The fact that a monthly online program for gardeners in Kansas has turned its attention to tips on gardening with less water is a stroke of luck – both good and bad.
The bad? Much of Kansas remains locked in a period of drought, which severely hampers the state’s agriculture industry and is equally vexing on home and commercial gardeners.
But K-State Research and Extension horticulture agent Matt McKernan says it was certainly a stroke of good luck that organizers of the K-State Garden Hour – held the first Wednesday of each month — began planning for a series on gardening during drought nearly a year ago.
“Periods of drought are always a concern in Kansas,” said McKernan, who works in K-State’s Sedgwick County extension office. “Unfortunately this year, drought is an even greater concern for most of Kansas due to limited rainfall and exceptional drought conditions.”
Beginning May 3, the K-State Garden Hour will address topics related to water conservation in the landscape:
- May 3 – Drought Tolerant Plants for a Challenging Kansas Landscape.
- June 7 – Drought Tolerant Lawns of Kansas: Warm Season Turfgrasses.
- July 5 – Solutions to Your Top Garden Insect and Disease Problems.
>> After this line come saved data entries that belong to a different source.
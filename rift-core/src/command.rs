//! Canonical command frame, reply, and parsed-command types.

use rift_protocol::encode;

use crate::dispatch::{CommandSpec, DispatchState};

/// Command payload representation produced by registry parsing.
#[derive(Debug, Clone, PartialEq, Eq)]
pub struct CommandFrame {
    /// Command name in uppercase canonical form (e.g. `SET`, `KEYS`).
    pub name: String,
    /// Raw byte arguments preserving wire-level payload, command name excluded.
    pub args: Vec<Vec<u8>>,
}

impl CommandFrame {
    /// Creates a command frame from a command name and argument list.
    #[must_use]
    pub fn new(name: impl Into<String>, args: Vec<Vec<u8>>) -> Self {
        Self {
            name: name.into(),
            args,
        }
    }
}

/// Canonical command reply representation.
///
/// The reply enum is protocol-neutral; encoding to RESP happens through `append_resp` so
/// executing code can build one contiguous output buffer.
#[derive(Debug, Clone, PartialEq, Eq)]
pub enum CommandReply {
    /// `+OK` style replies.
    SimpleString(String),
    /// `$<len> ...` style binary-safe payload.
    BulkString(Vec<u8>),
    /// RESP null bulk string (`$-1`).
    Null,
    /// RESP integer reply (`:<n>`).
    Integer(i64),
    /// RESP array reply (`*<n> ...`).
    Array(Vec<CommandReply>),
    /// `-<msg>` reply; the message carries its error code (`ERR ...`).
    Error(String),
}

impl CommandReply {
    /// Appends the RESP encoding of this reply to `out`.
    pub fn append_resp(&self, out: &mut Vec<u8>) {
        match self {
            Self::SimpleString(value) => encode::append_simple(out, value),
            Self::BulkString(value) => encode::append_bulk(out, value),
            Self::Null => encode::append_null(out),
            Self::Integer(value) => encode::append_integer(out, *value),
            Self::Array(items) => {
                encode::append_array(out, items.len());
                for item in items {
                    item.append_resp(out);
                }
            }
            Self::Error(message) => encode::append_error(out, message),
        }
    }
}

/// One parsed protocol request as seen by the connection processor.
///
/// Error commands are first-class: an unknown name or bad arity produces a command that replies
/// with its error text when executed, and aborts a transaction during the queue phase.
#[derive(Debug, Clone)]
pub enum Command {
    /// A registered command bound to its table entry.
    Invoke {
        /// Registry entry resolved at parse time.
        spec: CommandSpec,
        /// Arguments for the handler.
        frame: CommandFrame,
    },
    /// A parse/lookup failure carrying its reply message.
    Error(String),
    /// An inline `+OK` acknowledgement (used by DISCARD).
    Ok,
}

impl Command {
    /// Whether this command must execute on the connection worker.
    #[must_use]
    pub fn is_worker(&self) -> bool {
        match self {
            Self::Invoke { spec, .. } => spec.is_worker,
            Self::Error(_) | Self::Ok => false,
        }
    }

    /// Whether this command is an error placeholder.
    #[must_use]
    pub fn is_error(&self) -> bool {
        matches!(self, Self::Error(_))
    }

    /// The reply message of an error command, without touching keyspace state.
    #[must_use]
    pub fn error_message(&self) -> Option<&str> {
        match self {
            Self::Error(message) => Some(message),
            Self::Invoke { .. } | Self::Ok => None,
        }
    }

    /// Command name for diagnostics.
    #[must_use]
    pub fn name(&self) -> &str {
        match self {
            Self::Invoke { spec, .. } => spec.name,
            Self::Error(_) => "error",
            Self::Ok => "ok",
        }
    }

    /// Executes the command against `state` and appends its RESP reply to `out`.
    pub fn append_reply(&self, state: &mut DispatchState, out: &mut Vec<u8>) {
        match self {
            Self::Invoke { spec, frame } => (spec.handler)(frame, state).append_resp(out),
            Self::Error(message) => encode::append_error(out, message),
            Self::Ok => encode::append_ok(out),
        }
    }
}
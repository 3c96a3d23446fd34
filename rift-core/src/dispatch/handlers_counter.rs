use super::parse_numbers::parse_redis_i64;
use super::DispatchState;
use crate::command::{CommandFrame, CommandReply};

pub(super) fn handle_incr(frame: &CommandFrame, state: &mut DispatchState) -> CommandReply {
    apply_delta(&frame.args[0], 1, state)
}

pub(super) fn handle_incrby(frame: &CommandFrame, state: &mut DispatchState) -> CommandReply {
    match parse_redis_i64(&frame.args[1]) {
        Ok(delta) => apply_delta(&frame.args[0], delta, state),
        Err(message) => CommandReply::Error(message),
    }
}

fn apply_delta(key: &[u8], delta: i64, state: &mut DispatchState) -> CommandReply {
    let current = match state.get(key) {
        Some(value) => match parse_redis_i64(value) {
            Ok(current) => current,
            Err(message) => return CommandReply::Error(message),
        },
        None => 0,
    };
    let Some(updated) = current.checked_add(delta) else {
        return CommandReply::Error("ERR increment or decrement would overflow".to_owned());
    };
    state.set(key.to_vec(), updated.to_string().into_bytes());
    CommandReply::Integer(updated)
}
use super::{CommandRegistry, DispatchState};
use crate::command::{Command, CommandReply};
use googletest::prelude::*;
use rstest::rstest;

fn raw_args(parts: &[&[u8]]) -> Vec<Vec<u8>> {
    parts.iter().map(|part| part.to_vec()).collect()
}

fn reply_bytes(command: &Command, state: &mut DispatchState) -> Vec<u8> {
    let mut out = Vec::new();
    command.append_reply(state, &mut out);
    out
}

#[rstest]
fn unknown_command_becomes_error_command() {
    let registry = CommandRegistry::with_builtin_commands();
    let command = registry.parse(&raw_args(&[b"NOPE", b"x"]));

    assert_that!(command.is_error(), eq(true));
    assert_that!(command.is_worker(), eq(false));
    let mut state = DispatchState::new();
    assert_that!(
        reply_bytes(&command, &mut state).as_slice(),
        eq(&b"-ERR command 'NOPE' not found\r\n"[..])
    );
}

#[rstest]
fn arity_violation_becomes_error_command() {
    let registry = CommandRegistry::with_builtin_commands();
    let command = registry.parse(&raw_args(&[b"GET"]));

    assert_that!(command.is_error(), eq(true));
    let mut state = DispatchState::new();
    assert_that!(
        reply_bytes(&command, &mut state).as_slice(),
        eq(&b"-ERR wrong number of arguments for 'GET' command\r\n"[..])
    );
}

#[rstest]
fn lookup_is_case_insensitive() {
    let registry = CommandRegistry::with_builtin_commands();
    let command = registry.parse(&raw_args(&[b"ping"]));
    let mut state = DispatchState::new();
    assert_that!(
        reply_bytes(&command, &mut state).as_slice(),
        eq(&b"+PONG\r\n"[..])
    );
}

#[rstest]
#[case(&[b"KEYS".as_slice(), b"*".as_slice()], true)]
#[case(&[b"DEBUG".as_slice(), b"SLEEP".as_slice(), b"0".as_slice()], true)]
#[case(&[b"GET".as_slice(), b"k".as_slice()], false)]
#[case(&[b"SET".as_slice(), b"k".as_slice(), b"v".as_slice()], false)]
fn worker_classification_follows_command_table(
    #[case] parts: &[&[u8]],
    #[case] expected: bool,
) {
    let registry = CommandRegistry::with_builtin_commands();
    let command = registry.parse(&raw_args(parts));
    assert_that!(command.is_worker(), eq(expected));
}

#[rstest]
fn set_then_get_round_trips_value() {
    let registry = CommandRegistry::with_builtin_commands();
    let mut state = DispatchState::new();

    let set = registry.parse(&raw_args(&[b"SET", b"a", b"1"]));
    assert_that!(reply_bytes(&set, &mut state).as_slice(), eq(&b"+OK\r\n"[..]));

    let get = registry.parse(&raw_args(&[b"GET", b"a"]));
    assert_that!(
        reply_bytes(&get, &mut state).as_slice(),
        eq(&b"$1\r\n1\r\n"[..])
    );
}

#[rstest]
fn del_and_exists_count_keys() {
    let registry = CommandRegistry::with_builtin_commands();
    let mut state = DispatchState::new();
    state.set(b"a".to_vec(), b"1".to_vec());
    state.set(b"b".to_vec(), b"2".to_vec());

    let exists = registry.parse(&raw_args(&[b"EXISTS", b"a", b"b", b"c"]));
    assert_that!(
        reply_bytes(&exists, &mut state).as_slice(),
        eq(&b":2\r\n"[..])
    );

    let del = registry.parse(&raw_args(&[b"DEL", b"a", b"missing"]));
    assert_that!(reply_bytes(&del, &mut state).as_slice(), eq(&b":1\r\n"[..]));
    assert_that!(state.contains_key(b"a"), eq(false));
}

#[rstest]
fn incr_family_updates_counters() {
    let registry = CommandRegistry::with_builtin_commands();
    let mut state = DispatchState::new();

    let incr = registry.parse(&raw_args(&[b"INCR", b"n"]));
    assert_that!(reply_bytes(&incr, &mut state).as_slice(), eq(&b":1\r\n"[..]));

    let incrby = registry.parse(&raw_args(&[b"INCRBY", b"n", b"41"]));
    assert_that!(
        reply_bytes(&incrby, &mut state).as_slice(),
        eq(&b":42\r\n"[..])
    );
}

#[rstest]
fn incr_on_non_numeric_value_is_an_error_reply() {
    let registry = CommandRegistry::with_builtin_commands();
    let mut state = DispatchState::new();
    state.set(b"k".to_vec(), b"abc".to_vec());

    let incr = registry.parse(&raw_args(&[b"INCR", b"k"]));
    match incr {
        Command::Invoke { spec, frame } => {
            let reply = (spec.handler)(&frame, &mut state);
            assert_that!(
                &reply,
                eq(&CommandReply::Error(
                    "ERR value is not an integer or out of range".to_owned()
                ))
            );
        }
        Command::Error(_) | Command::Ok => panic!("INCR must resolve to a registered command"),
    }
}

#[rstest]
fn keys_scan_matches_glob_pattern() {
    let registry = CommandRegistry::with_builtin_commands();
    let mut state = DispatchState::new();
    state.set(b"user:1".to_vec(), b"a".to_vec());
    state.set(b"user:2".to_vec(), b"b".to_vec());
    state.set(b"other".to_vec(), b"c".to_vec());

    let keys = registry.parse(&raw_args(&[b"KEYS", b"user:*"]));
    let Command::Invoke { spec, frame } = keys else {
        panic!("KEYS must resolve to a registered command");
    };
    let CommandReply::Array(matches) = (spec.handler)(&frame, &mut state) else {
        panic!("KEYS must reply with an array");
    };
    assert_that!(matches.len(), eq(2_usize));
}
impl ReactorConnection {
    fn new(socket: TcpStream, processor: CmdConn) -> Self {
        Self {
            socket,
            processor,
            egress_buffer: Vec::new(),
            phase: ConnPhase::Serving,
            read_gated: false,
            interest: Interest::READABLE,
        }
    }

    /// Schedules teardown once buffered replies have flushed. A connection already past
    /// `Serving` keeps its stronger phase.
    fn begin_drain(&mut self) {
        if self.phase == ConnPhase::Serving {
            self.phase = ConnPhase::Draining;
        }
    }

    /// Drops the connection at the next reap check, flushed or not.
    fn abort(&mut self) {
        self.phase = ConnPhase::Closing;
    }

    fn wants_read(&self) -> bool {
        self.phase == ConnPhase::Serving && !self.read_gated
    }

    fn ready_to_reap(&self) -> bool {
        match self.phase {
            ConnPhase::Closing => true,
            ConnPhase::Draining => self.egress_buffer.is_empty(),
            ConnPhase::Serving | ConnPhase::Detaching => false,
        }
    }

    /// Re-evaluates the read gate after the egress buffer grew or shrank.
    fn refresh_read_gate(&mut self, limits: EgressLimits) {
        let buffered = self.egress_buffer.len();
        self.read_gated = match (self.read_gated, buffered) {
            (true, len) if len <= limits.resume_below => false,
            (false, len) if len >= limits.pause_above => true,
            (gated, _) => gated,
        };
    }

    /// Poll interest matching the connection's current needs.
    fn desired_interest(&self) -> Interest {
        let mut wanted = if self.wants_read() {
            Interest::READABLE
        } else {
            Interest::WRITABLE
        };
        if !self.egress_buffer.is_empty() {
            wanted |= Interest::WRITABLE;
        }
        wanted
    }

    /// Folds one `on_data` result into the connection.
    fn absorb_pass(&mut self, out: Vec<u8>, action: ConnAction) {
        self.egress_buffer.extend_from_slice(&out);
        match action {
            ConnAction::Continue => {}
            ConnAction::Close => self.begin_drain(),
            ConnAction::Detach => self.phase = ConnPhase::Detaching,
        }
    }

    /// Writes as much buffered egress as the socket will take right now.
    fn flush_egress(&mut self, limits: EgressLimits) {
        let mut flushed = 0_usize;
        while flushed < self.egress_buffer.len() {
            match self.socket.write(&self.egress_buffer[flushed..]) {
                Ok(0) => {
                    self.abort();
                    break;
                }
                Ok(written) => flushed += written,
                Err(error) if error.kind() == std::io::ErrorKind::WouldBlock => break,
                Err(_error) => {
                    self.abort();
                    break;
                }
            }
        }
        if flushed > 0 {
            let _ = self.egress_buffer.drain(..flushed);
        }
        self.refresh_read_gate(limits);
    }
}

/// Copyable snapshot of one poll event, taken so handlers can borrow the reactor freely.
#[derive(Debug, Clone, Copy)]
struct Readiness {
    token: Token,
    readable: bool,
    writable: bool,
    hangup: bool,
}

impl Readiness {
    fn from_event(event: &mio::event::Event) -> Self {
        Self {
            token: event.token(),
            readable: event.is_readable(),
            writable: event.is_writable(),
            hangup: event.is_read_closed() || event.is_write_closed() || event.is_error(),
        }
    }
}

/// Single-threaded event loop owning the RESP listener, the wake channel, and every live
/// connection.
pub struct ServerReactor {
    poll: Poll,
    events: Events,
    ready: Vec<Readiness>,
    listener: TcpListener,
    pending_wakes: Arc<Mutex<Vec<usize>>>,
    poll_waker: Arc<Waker>,
    next_token: usize,
    egress_limits: EgressLimits,
    connections: HashMap<Token, ReactorConnection>,
}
Each session begins at noon (Central time). There is no cost to view the webinar, but registration is required to receive a link to the program.
“Last summer many people received a taste of drought conditions during the summer months,” McKernan said. “This was vivid reminder of the kinds of drought conditions we can experience in Kansas. The heat and increased water bills were stark reminders that we all need to be thinking about being prepared for drought conditions.”
McKernan helps to staff a gardening hotline hosted by the Sedgwick County extension office. He said callers have been asking many questions about the best choices for plants that will use less water and be more drought tolerant.
“The other side of this is many people are trying to figure out why plants in their landscape are showing unusual damage – browning, leaf scorch, partial branch dieback, sporadic branch dieback, and in some cases entire plant death,” he said. “This is especially the case on many evergreens and semi-evergreen plants… In most cases, the drought is a big factor in these injuries – either as the primary cause, or a primary compounding factor.”
McKernan said homeowners can prepare plants – including lawns – now for drought and other weather extremes.
“Many people over-water their lawns and gardens when water is plentiful,” he said. “This may cause the plants to green up and look good in the short term, but if the ground is constantly wet, the root growth will be limited and shallow.
“On the other hand, if homeowners water infrequently, applying water slowly so that it wets the ground deeply, this will encourage deep, robust root growth. The period of short-term drought in-between watering will actually help plants better survive periods of long-term drought when weather conditions turn hotter and drier, and water resources become more scarce.”
More information on gardening and home landscapes is available at local extension offices in Kansas.